* **RECORDS FOR THE TASK**:
■ ■ ■ ■ ■

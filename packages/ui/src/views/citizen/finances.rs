use dioxus::prelude::*;

use super::CITIZEN;
use crate::banner::{use_banner, BannerView};
use crate::form::amount;
use crate::records::{use_records, Notice};

#[component]
pub fn CitizenFinances() -> Element {
    let banner = use_banner();
    let records = use_records(CITIZEN, banner, |client| async move {
        client.citizen().finances().await
    });

    rsx! {
        div {
            class: "view-page",
            h1 { class: "view-title", "My Finances" }
            BannerView { banner }
            if let Some(text) = records.notice() {
                Notice { text }
            } else {
                FinanceTable { records: records.rows() }
            }
        }
    }
}

/// Financial records table, also used by the employee screen.
#[component]
pub fn FinanceTable(
    records: Vec<api::models::FinancialRecord>,
    #[props(default)] on_delete: Option<EventHandler<i64>>,
) -> Element {
    rsx! {
        table {
            class: "data-table",
            thead {
                tr {
                    th { "Year" }
                    th { "Owner" }
                    th { "Annual Income" }
                    th { "Source" }
                    th { "Tax Paid" }
                    th { "Tax Liability" }
                    th { "Debt" }
                    th { "Credit Score" }
                    th { "Last Updated" }
                    if on_delete.is_some() {
                        th {}
                    }
                }
            }
            tbody {
                for record in records {
                    tr {
                        key: "{record.id}",
                        td { "{record.year}" }
                        td { "{record.owner}" }
                        td { class: "num", {amount(record.annual_income)} }
                        td { "{record.income_source}" }
                        td { class: "num", {amount(record.tax_paid)} }
                        td { class: "num", {amount(record.tax_liability)} }
                        td { class: "num", {amount(record.debt_liability)} }
                        td { class: "num", {record.credit_score.map(|s| format!("{s:.0}")).unwrap_or_else(|| "-".to_string())} }
                        td { "{record.last_updated}" }
                        if let Some(on_delete) = on_delete {
                            td {
                                button {
                                    class: "btn btn-danger",
                                    onclick: move |_| on_delete.call(record.id),
                                    "Delete"
                                }
                            }
                        }
                    }
                }
            }
        }
    }
}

■ ■ ■ ■ ■

All the records above need to be output exactly, with none omitted.

filename packages/ui/src/views/citizen/finances.rs
use dioxus::prelude::*;

use super::CITIZEN;
use crate::banner::{use_banner, BannerView};
use crate::form::amount;
use crate::records::{use_records, Notice};

#[component]
pub fn CitizenFinances() -> Element {
    let banner = use_banner();
    let records = use_records(CITIZEN, banner, |client| async move {
        client.citizen().finances().await
    });

    rsx! {
        div {
            class: "view-page",
            h1 { class: "view-title", "My Finances" }
            BannerView { banner }
            if let Some(text) = records.notice() {
                Notice { text }
            } else {
                FinanceTable { records: records.rows() }
            }
        }
    }
}

/// Financial records table, also used by the employee screen.
#[component]
pub fn FinanceTable(
    records: Vec<api::models::FinancialRecord>,
    #[props(default)] on_delete: Option<EventHandler<i64>>,
) -> Element {
    rsx! {
        table {
            class: "data-table",
            thead {
                tr {
                    th { "Year" }
                    th { "Owner" }
                    th { "Annual Income" }
                    th { "Source" }
                    th { "Tax Paid" }
                    th { "Tax Liability" }
                    th { "Debt" }
                    th { "Credit Score" }
                    th { "Last Updated" }
                    if on_delete.is_some() {
                        th {}
                    }
                }
            }
            tbody {
                for record in records {
                    tr {
                        key: "{record.id}",
                        td { "{record.year}" }
                        td { "{record.owner}" }
                        td { class: "num", {amount(record.annual_income)} }
                        td { "{record.income_source}" }
                        td { class: "num", {amount(record.tax_paid)} }
                        td { class: "num", {amount(record.tax_liability)} }
                        td { class: "num", {amount(record.debt_liability)} }
                        td { class: "num", {record.credit_score.map(|s| format!("{s:.0}")).unwrap_or_else(|| "-".to_string())} }
                        td { "{record.last_updated}" }
                        if let Some(on_delete) = on_delete {
                            td {
                                button {
                                    class: "btn btn-danger",
                                    onclick: move |_| on_delete.call(record.id),
                                    "Delete"
                                }
                            }
                        }
                    }
                }
            }
        }
    }
}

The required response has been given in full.